//! # Lifecycle run configuration.
//!
//! [`LifecycleConfig`] describes one run of the timed names observable: which
//! values are emitted and when, when the external unsubscribe fires, whether
//! pending timers are cancelled on close, and which clock drives the run.
//!
//! Defaults reproduce the reference run. A TOML file can override any field:
//!
//! ```toml
//! unsubscribe_after_ms = 1000
//! cancel_pending = false
//! clock = "virtual"
//!
//! [[emissions]]
//! value = "Mahathi"
//!
//! [[emissions]]
//! value = "Chenchu Lakshmi"
//! delay_ms = 2000
//! ```

use std::{fs, path::Path, time::Duration};

use serde::Deserialize;

use crate::errors::ConfigError;

/// Which clock drives the timer queue.
#[derive(Debug, Clone, Copy, PartialEq, Eq, Default, Deserialize)]
#[serde(rename_all = "lowercase")]
pub enum Clock {
    /// Timers fire after their delay has elapsed on the `Tokio` clock.
    #[default]
    Realtime,
    /// Timers fire back to back on a virtual clock; output is identical.
    Virtual,
}

/// One value the producer pushes.
#[derive(Debug, Clone, PartialEq, Eq, Deserialize)]
#[serde(deny_unknown_fields)]
pub struct Emission {
    pub value: String,
    /// `None` pushes during activation. `Some(0)` schedules a zero-delay timer.
    #[serde(default)]
    pub delay_ms: Option<u64>,
}

impl Emission {
    pub fn immediate(value: impl Into<String>) -> Self {
        Emission {
            value: value.into(),
            delay_ms: None,
        }
    }

    pub fn delayed(value: impl Into<String>, delay_ms: u64) -> Self {
        Emission {
            value: value.into(),
            delay_ms: Some(delay_ms),
        }
    }

    #[must_use]
    pub fn delay(&self) -> Option<Duration> {
        self.delay_ms.map(Duration::from_millis)
    }
}

#[derive(Debug, Clone, PartialEq, Eq, Deserialize)]
#[serde(default, deny_unknown_fields)]
pub struct LifecycleConfig {
    pub unsubscribe_after_ms: u64,
    pub emissions: Vec<Emission>,
    /// Cancel the producer's pending timers when the subscription closes. When
    /// disabled the timers still fire and the closed channel drops their values.
    pub cancel_pending: bool,
    pub clock: Clock,
}

impl Default for LifecycleConfig {
    fn default() -> Self {
        LifecycleConfig {
            unsubscribe_after_ms: 3000,
            emissions: vec![
                Emission::immediate("Mahathi"),
                Emission::delayed("Chenchu Lakshmi", 2000),
                Emission::delayed("Mahi Chenchith", 4000),
            ],
            cancel_pending: true,
            clock: Clock::Realtime,
        }
    }
}

impl LifecycleConfig {
    /// Reads and validates a TOML config file.
    ///
    /// # Errors
    ///
    /// Returns [`ConfigError`] if the file cannot be read, is not valid TOML for
    /// this structure, or fails validation.
    pub fn load(path: impl AsRef<Path>) -> Result<Self, ConfigError> {
        let path = path.as_ref();
        let raw = fs::read_to_string(path).map_err(|source| ConfigError::Read {
            path: path.to_path_buf(),
            source,
        })?;
        let config: Self = toml::from_str(&raw).map_err(|source| ConfigError::Parse {
            path: path.to_path_buf(),
            source,
        })?;
        config.validate()?;
        Ok(config)
    }

    /// # Errors
    ///
    /// Returns [`ConfigError::Invalid`] when there is nothing to emit.
    pub fn validate(&self) -> Result<(), ConfigError> {
        if self.emissions.is_empty() {
            return Err(ConfigError::Invalid("at least one emission is required".into()));
        }
        Ok(())
    }

    #[must_use]
    pub fn unsubscribe_after(&self) -> Duration {
        Duration::from_millis(self.unsubscribe_after_ms)
    }
}

#[cfg(test)]
mod tests {
    use super::*;

    #[test]
    fn defaults_match_reference_run() {
        let config = LifecycleConfig::default();

        assert_eq!(config.unsubscribe_after(), Duration::from_millis(3000));
        assert_eq!(config.emissions[0].delay(), None);
        assert_eq!(config.emissions[1].delay(), Some(Duration::from_millis(2000)));
        assert_eq!(config.emissions[2].delay(), Some(Duration::from_millis(4000)));
        assert!(config.cancel_pending);
        assert!(config.validate().is_ok());
    }

    #[test]
    fn partial_toml_keeps_defaults() {
        let config: LifecycleConfig = toml::from_str(
            r#"
            unsubscribe_after_ms = 1000
            clock = "virtual"
            "#,
        )
        .unwrap();

        assert_eq!(config.unsubscribe_after_ms, 1000);
        assert_eq!(config.clock, Clock::Virtual);
        assert_eq!(config.emissions, LifecycleConfig::default().emissions);
    }

    #[test]
    fn emissions_table_replaces_defaults() {
        let config: LifecycleConfig = toml::from_str(
            r#"
            [[emissions]]
            value = "now"

            [[emissions]]
            value = "later"
            delay_ms = 0
            "#,
        )
        .unwrap();

        assert_eq!(
            config.emissions,
            vec![Emission::immediate("now"), Emission::delayed("later", 0)]
        );
    }

    #[test]
    fn unknown_fields_are_rejected() {
        let parsed = toml::from_str::<LifecycleConfig>("unsubscribe_after = 5");
        assert!(parsed.is_err());
    }

    #[test]
    fn empty_emissions_fail_validation() {
        let config = LifecycleConfig {
            emissions: Vec::new(),
            ..LifecycleConfig::default()
        };

        assert!(matches!(config.validate(), Err(ConfigError::Invalid(_))));
    }

    #[test]
    fn missing_file_reports_path() {
        let err = LifecycleConfig::load("/nonexistent/lifecycle.toml").unwrap_err();

        assert!(matches!(err, ConfigError::Read { .. }));
        assert!(err.to_string().contains("lifecycle.toml"));
    }
}
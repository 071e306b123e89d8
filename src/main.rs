use std::{path::PathBuf, sync::Arc};

use anyhow::Context;
use clap::Parser;
use tracing_subscriber::{layer::SubscriberExt, util::SubscriberInitExt};

use rxr_lifecycle::{
    config::{Clock, LifecycleConfig},
    lifecycle::{self, Stdout},
};

/// Subscribes to a timed observable and unsubscribes from it after a delay.
///
/// Emitted values go to stdout, logs go to stderr.
#[derive(Parser, Debug)]
#[command(author, version, about, long_about = None)]
struct Args {
    /// TOML file overriding the default run
    #[arg(short, long)]
    config: Option<PathBuf>,

    /// Milliseconds between subscribing and unsubscribing
    #[arg(long)]
    unsubscribe_after_ms: Option<u64>,

    /// Let pending timers fire after unsubscribe instead of cancelling them
    #[arg(long)]
    leak_pending_timers: bool,

    /// Fire timers back to back instead of waiting in real time
    #[arg(long)]
    virtual_clock: bool,

    /// Log level used when RUST_LOG is not set
    #[arg(long, default_value = "warn")]
    log_level: String,
}

impl Args {
    fn into_config(self) -> anyhow::Result<LifecycleConfig> {
        let mut config = match &self.config {
            Some(path) => LifecycleConfig::load(path)
                .with_context(|| format!("loading {}", path.display()))?,
            None => LifecycleConfig::default(),
        };
        if let Some(ms) = self.unsubscribe_after_ms {
            config.unsubscribe_after_ms = ms;
        }
        if self.leak_pending_timers {
            config.cancel_pending = false;
        }
        if self.virtual_clock {
            config.clock = Clock::Virtual;
        }
        Ok(config)
    }
}

#[tokio::main(flavor = "current_thread")]
async fn main() -> anyhow::Result<()> {
    let args = Args::parse();

    tracing_subscriber::registry()
        .with(
            tracing_subscriber::EnvFilter::try_from_default_env()
                .unwrap_or_else(|_| format!("rxr_lifecycle={}", args.log_level).into()),
        )
        .with(tracing_subscriber::fmt::layer().with_writer(std::io::stderr))
        .init();

    let config = args.into_config()?;
    tracing::debug!(?config, "starting lifecycle");

    lifecycle::run(&config, Arc::new(Stdout)).await;
    Ok(())
}

#[cfg(test)]
mod tests {
    use std::fs;

    use super::*;

    fn config_from(argv: &[&str]) -> LifecycleConfig {
        let argv = std::iter::once("rxr-lifecycle").chain(argv.iter().copied());
        let args = Args::try_parse_from(argv).unwrap();
        args.into_config().unwrap()
    }

    #[test]
    fn no_flags_is_the_default_run() {
        assert_eq!(config_from(&[]), LifecycleConfig::default());
    }

    #[test]
    fn flags_override_defaults() {
        let config = config_from(&[
            "--unsubscribe-after-ms",
            "1000",
            "--leak-pending-timers",
            "--virtual-clock",
        ]);

        assert_eq!(config.unsubscribe_after_ms, 1000);
        assert!(!config.cancel_pending);
        assert_eq!(config.clock, Clock::Virtual);
        assert_eq!(config.emissions, LifecycleConfig::default().emissions);
    }

    #[test]
    fn flags_override_the_config_file() {
        let path = std::env::temp_dir()
            .join(format!("rxr-lifecycle-cli-{}.toml", std::process::id()));
        fs::write(
            &path,
            "unsubscribe_after_ms = 5000\ncancel_pending = true\n\n[[emissions]]\nvalue = \"a\"\n",
        )
        .unwrap();
        let path_arg = path.to_string_lossy().into_owned();

        let from_file = config_from(&["--config", &path_arg]);
        let overridden = config_from(&[
            "--config",
            &path_arg,
            "--unsubscribe-after-ms",
            "250",
            "--leak-pending-timers",
        ]);
        fs::remove_file(&path).unwrap();

        assert_eq!(from_file.unsubscribe_after_ms, 5000);
        assert!(from_file.cancel_pending);
        assert_eq!(from_file.emissions.len(), 1);

        assert_eq!(overridden.unsubscribe_after_ms, 250);
        assert!(!overridden.cancel_pending);
        assert_eq!(overridden.emissions, from_file.emissions);
    }

    #[test]
    fn missing_config_file_is_an_error() {
        let args = Args::try_parse_from([
            "rxr-lifecycle",
            "--config",
            "/nonexistent/rxr-lifecycle.toml",
        ])
        .unwrap();
        assert!(args.into_config().is_err());
    }
}
//! The `observable` module provides `Observable`, a cold producer of values that
//! starts running only when something subscribes to it.

use tracing::debug;

use crate::subscription::subscribe::{
    Emitter, Subscribeable, Subscriber, Subscription, UnsubscribeLogic,
};

/// The `Observable` struct represents a source of values that can be observed.
///
/// An `Observable` wraps a producer function. Nothing runs when it is created;
/// every call to `subscribe` opens a fresh delivery channel ([`Emitter`]), runs the
/// producer once with it, and hands back the [`Subscription`] that closes it.
///
/// The producer returns teardown logic that runs when the subscription closes.
/// Resources the producer acquires along the way, like pending timers, can also
/// be registered with [`Emitter::add`].
///
/// # Example: synchronous `Observable`
///
/// ```
/// use rxr_lifecycle::subscribe::{Subscriber, UnsubscribeLogic};
/// use rxr_lifecycle::{Observable, Observer, Subscribeable};
///
/// let mut emit_3_observable = Observable::new(|mut emitter| {
///     for i in 1..=3 {
///         emitter.next(i);
///     }
///     emitter.complete();
///
///     UnsubscribeLogic::Nil
/// });
///
/// let mut observer = Subscriber::on_next(|v| println!("Emitted {}", v));
/// observer.on_complete(|| println!("Completed"));
///
/// // Observables are cold, without this line nothing is emitted.
/// let subscription = emit_3_observable.subscribe(observer);
///
/// // Completion closes the subscription.
/// assert!(subscription.is_closed());
/// ```
///
/// # Example: timed `Observable` with `unsubscribe`
///
/// Values are pushed from timers owned by a [`Scheduler`]. Registering the timer
/// handles with the emitter cancels them once the subscription is closed.
///
/// ```
/// use std::time::Duration;
///
/// use rxr_lifecycle::subscribe::{Subscriber, UnsubscribeLogic, Unsubscribeable};
/// use rxr_lifecycle::{Observable, Observer, Scheduler, Subscribeable};
///
/// let scheduler = Scheduler::new();
/// let timers = scheduler.clone();
///
/// let mut observable = Observable::new(move |mut emitter| {
///     emitter.next(0);
///     for i in 1..=3u64 {
///         let mut e = emitter.clone();
///         let handle = timers.schedule(Duration::from_millis(i * 1000), move || e.next(i));
///         emitter.add(handle);
///     }
///     UnsubscribeLogic::Nil
/// });
///
/// let subscription = observable.subscribe(Subscriber::on_next(|v| println!("Emitted {}", v)));
///
/// scheduler.advance_by(Duration::from_millis(1500));
/// subscription.unsubscribe();
///
/// // Timers for 2000 and 3000 were cancelled along with the subscription.
/// assert_eq!(scheduler.pending(), 0);
/// ```
///
/// [`Scheduler`]: crate::Scheduler
pub struct Observable<T> {
    subscribe_fn: Box<dyn FnMut(Emitter<T>) -> UnsubscribeLogic + Send + Sync>,
}

impl<T> Observable<T> {
    /// Creates a new `Observable` with the provided producer function.
    ///
    /// The producer receives the delivery channel of a single subscription and
    /// returns the teardown logic to run when that subscription closes. It is
    /// invoked once per `subscribe` call.
    pub fn new(sf: impl FnMut(Emitter<T>) -> UnsubscribeLogic + Send + Sync + 'static) -> Self {
        Observable {
            subscribe_fn: Box::new(sf),
        }
    }
}

impl<T: 'static> Subscribeable for Observable<T> {
    type ObsType = T;

    fn subscribe(&mut self, v: Subscriber<Self::ObsType>) -> Subscription {
        let subscription = Subscription::new();
        let emitter = Emitter::new(v, &subscription);

        debug!("observable subscribed");
        let teardown = (self.subscribe_fn)(emitter);

        // Runs right away if the producer already completed or errored.
        subscription.add(teardown);
        subscription
    }
}

#[cfg(test)]
mod tests;
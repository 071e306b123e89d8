use std::sync::{
    atomic::{AtomicUsize, Ordering},
    Arc, Mutex,
};

use super::*;
use crate::{observer::Observer, subscribe::Unsubscribeable};

fn collecting_subscriber<T: Send + 'static>() -> (Subscriber<T>, Arc<Mutex<Vec<T>>>) {
    let seen = Arc::new(Mutex::new(Vec::new()));
    let seen_c = Arc::clone(&seen);
    (
        Subscriber::on_next(move |v| seen_c.lock().unwrap().push(v)),
        seen,
    )
}

#[test]
fn producer_does_not_run_before_subscribe() {
    let runs = Arc::new(AtomicUsize::new(0));
    let runs_c = Arc::clone(&runs);

    let _observable: Observable<i32> = Observable::new(move |_| {
        runs_c.fetch_add(1, Ordering::SeqCst);
        UnsubscribeLogic::Nil
    });

    assert_eq!(runs.load(Ordering::SeqCst), 0);
}

#[test]
fn every_subscribe_runs_producer_independently() {
    let runs = Arc::new(AtomicUsize::new(0));
    let runs_c = Arc::clone(&runs);
    let mut observable = Observable::new(move |mut emitter| {
        let run = runs_c.fetch_add(1, Ordering::SeqCst);
        emitter.next(run);
        UnsubscribeLogic::Nil
    });

    let (first, first_seen) = collecting_subscriber();
    let (second, second_seen) = collecting_subscriber();
    let first_subscription = observable.subscribe(first);
    first_subscription.unsubscribe();
    let second_subscription = observable.subscribe(second);

    assert_eq!(*first_seen.lock().unwrap(), vec![0]);
    assert_eq!(*second_seen.lock().unwrap(), vec![1]);
    assert!(!second_subscription.is_closed());
}

#[test]
fn emissions_after_unsubscribe_are_dropped() {
    let stash: Arc<Mutex<Option<Emitter<&'static str>>>> = Arc::new(Mutex::new(None));
    let stash_c = Arc::clone(&stash);
    let mut observable = Observable::new(move |mut emitter| {
        emitter.next("first");
        *stash_c.lock().unwrap() = Some(emitter);
        UnsubscribeLogic::Nil
    });

    let (subscriber, seen) = collecting_subscriber();
    let subscription = observable.subscribe(subscriber);
    subscription.unsubscribe();

    let mut emitter = stash.lock().unwrap().take().unwrap();
    emitter.next("late");

    assert_eq!(*seen.lock().unwrap(), vec!["first"]);
}

#[test]
fn producer_teardown_runs_on_unsubscribe() {
    let torn_down = Arc::new(AtomicUsize::new(0));
    let torn_down_c = Arc::clone(&torn_down);
    let mut observable = Observable::new(move |_emitter: Emitter<()>| {
        let torn_down = Arc::clone(&torn_down_c);
        UnsubscribeLogic::Logic(Box::new(move || {
            torn_down.fetch_add(1, Ordering::SeqCst);
        }))
    });

    let subscription = observable.subscribe(Subscriber::on_next(|_| {}));
    assert_eq!(torn_down.load(Ordering::SeqCst), 0);

    subscription.unsubscribe();
    subscription.unsubscribe();
    assert_eq!(torn_down.load(Ordering::SeqCst), 1);
}

#[test]
fn teardown_runs_immediately_when_producer_completes_synchronously() {
    let torn_down = Arc::new(AtomicUsize::new(0));
    let torn_down_c = Arc::clone(&torn_down);
    let mut observable = Observable::new(move |mut emitter| {
        emitter.next(1);
        emitter.complete();
        let torn_down = Arc::clone(&torn_down_c);
        UnsubscribeLogic::Logic(Box::new(move || {
            torn_down.fetch_add(1, Ordering::SeqCst);
        }))
    });

    let completed = Arc::new(AtomicUsize::new(0));
    let completed_c = Arc::clone(&completed);
    let mut subscriber = Subscriber::on_next(|_: i32| {});
    subscriber.on_complete(move || {
        completed_c.fetch_add(1, Ordering::SeqCst);
    });

    let subscription = observable.subscribe(subscriber);

    assert!(subscription.is_closed());
    assert_eq!(completed.load(Ordering::SeqCst), 1);
    assert_eq!(torn_down.load(Ordering::SeqCst), 1);
}

#[test]
fn listener_may_unsubscribe_from_inside_next() {
    let slot: Arc<Mutex<Option<Subscription>>> = Arc::new(Mutex::new(None));
    let slot_c = Arc::clone(&slot);
    let stash: Arc<Mutex<Option<Emitter<i32>>>> = Arc::new(Mutex::new(None));
    let stash_c = Arc::clone(&stash);

    let mut observable = Observable::new(move |emitter| {
        *stash_c.lock().unwrap() = Some(emitter);
        UnsubscribeLogic::Nil
    });

    let seen = Arc::new(Mutex::new(Vec::new()));
    let seen_c = Arc::clone(&seen);
    let subscription = observable.subscribe(Subscriber::on_next(move |v| {
        seen_c.lock().unwrap().push(v);
        if let Some(s) = slot_c.lock().unwrap().as_ref() {
            s.unsubscribe();
        }
    }));
    *slot.lock().unwrap() = Some(subscription.clone());

    let mut emitter = stash.lock().unwrap().take().unwrap();
    emitter.next(1);
    emitter.next(2);

    assert!(subscription.is_closed());
    assert_eq!(*seen.lock().unwrap(), vec![1]);
}
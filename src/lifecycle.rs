//! Subscribe/unsubscribe lifecycle of a timed observable.
//!
//! [`names_observable`] pushes its values partly during activation and partly
//! from timers. [`start`] attaches a listener that writes each value to a
//! [`Transcript`] and schedules the external unsubscribe. [`run`] drives the
//! whole thing to completion on the configured clock.
//!
//! With the default configuration the transcript reads:
//!
//! ```text
//! observable executed!
//! Mahathi
//! Chenchu Lakshmi
//! Unsubscribe
//! ```

use std::sync::{Arc, Mutex, PoisonError};

use tracing::{debug, info};

use crate::{
    config::{Clock, Emission, LifecycleConfig},
    observable::Observable,
    observer::Observer,
    scheduler::{Lane, Scheduler},
    subscription::subscribe::{
        Subscribeable, Subscriber, Subscription, UnsubscribeLogic, Unsubscribeable,
    },
};

/// Line written when the producer is activated.
pub const ACTIVATION_MARKER: &str = "observable executed!";
/// Line written right before the external unsubscribe.
pub const UNSUBSCRIBE_MARKER: &str = "Unsubscribe";

/// Sink for the console output of a run.
pub trait Transcript: Send + Sync {
    fn line(&self, line: &str);
}

/// Writes every line to stdout.
#[derive(Debug, Default, Clone, Copy)]
pub struct Stdout;

impl Transcript for Stdout {
    fn line(&self, line: &str) {
        println!("{line}");
    }
}

/// Keeps every line in memory.
#[derive(Debug, Default, Clone)]
pub struct Recorded {
    lines: Arc<Mutex<Vec<String>>>,
}

impl Recorded {
    #[must_use]
    pub fn new() -> Self {
        Self::default()
    }

    #[must_use]
    pub fn lines(&self) -> Vec<String> {
        self.lines
            .lock()
            .unwrap_or_else(PoisonError::into_inner)
            .clone()
    }
}

impl Transcript for Recorded {
    fn line(&self, line: &str) {
        self.lines
            .lock()
            .unwrap_or_else(PoisonError::into_inner)
            .push(line.to_owned());
    }
}

/// What the producer emits on each activation.
#[derive(Debug, Clone)]
pub struct EmissionPlan {
    pub emissions: Vec<Emission>,
    /// Register every timer with the subscription so closing it cancels them.
    pub cancel_pending: bool,
}

impl From<&LifecycleConfig> for EmissionPlan {
    fn from(config: &LifecycleConfig) -> Self {
        EmissionPlan {
            emissions: config.emissions.clone(),
            cancel_pending: config.cancel_pending,
        }
    }
}

/// Builds the observable that, on each subscribe, writes [`ACTIVATION_MARKER`],
/// pushes the immediate emissions and schedules the delayed ones on `scheduler`.
pub fn names_observable(
    scheduler: &Scheduler,
    plan: EmissionPlan,
    transcript: Arc<dyn Transcript>,
) -> Observable<String> {
    let scheduler = scheduler.clone();

    Observable::new(move |mut emitter| {
        transcript.line(ACTIVATION_MARKER);

        for emission in &plan.emissions {
            let Some(delay) = emission.delay() else {
                emitter.next(emission.value.clone());
                continue;
            };
            let mut e = emitter.clone();
            let value = emission.value.clone();
            let handle = scheduler.schedule(delay, move || e.next(value));
            if plan.cancel_pending {
                emitter.add(handle);
            }
        }

        UnsubscribeLogic::Nil
    })
}

/// Subscribes a transcript-writing listener to `observable` and schedules the
/// external unsubscribe `config.unsubscribe_after()` from now on the control lane.
///
/// The returned subscription is the one the timer closes.
pub fn start(
    config: &LifecycleConfig,
    scheduler: &Scheduler,
    observable: &mut Observable<String>,
    transcript: Arc<dyn Transcript>,
) -> Subscription {
    let listener = {
        let transcript = Arc::clone(&transcript);
        Subscriber::on_next(move |value: String| transcript.line(&value))
    };
    let subscription = observable.subscribe(listener);

    let target = subscription.clone();
    scheduler.schedule_on(Lane::Control, config.unsubscribe_after(), move || {
        transcript.line(UNSUBSCRIBE_MARKER);
        target.unsubscribe();
    });
    debug!(after = ?config.unsubscribe_after(), "unsubscribe scheduled");

    subscription
}

/// Outcome of a finished run.
#[derive(Debug, Clone)]
pub struct RunReport {
    pub subscription: Subscription,
    /// Timers that fired, the unsubscribe timer included.
    pub timers_fired: usize,
}

/// Runs one full lifecycle with a fresh scheduler and returns once no timers
/// are left.
pub async fn run(config: &LifecycleConfig, transcript: Arc<dyn Transcript>) -> RunReport {
    let scheduler = Scheduler::new();
    let mut observable =
        names_observable(&scheduler, EmissionPlan::from(config), Arc::clone(&transcript));
    let subscription = start(config, &scheduler, &mut observable, transcript);

    let timers_fired = match config.clock {
        Clock::Realtime => scheduler.run_realtime().await,
        Clock::Virtual => scheduler.run_until_idle(),
    };
    info!(
        timers_fired,
        closed = subscription.is_closed(),
        "lifecycle finished"
    );

    RunReport {
        subscription,
        timers_fired,
    }
}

--

» About this task
Take every line from the data that includes the word "overridden".

» Response
        let overridden = config_from(&[
        assert_eq!(overridden.unsubscribe_after_ms, 250);
        assert!(!overridden.cancel_pending);
        assert_eq!(overridden.emissions, from_file.emissions);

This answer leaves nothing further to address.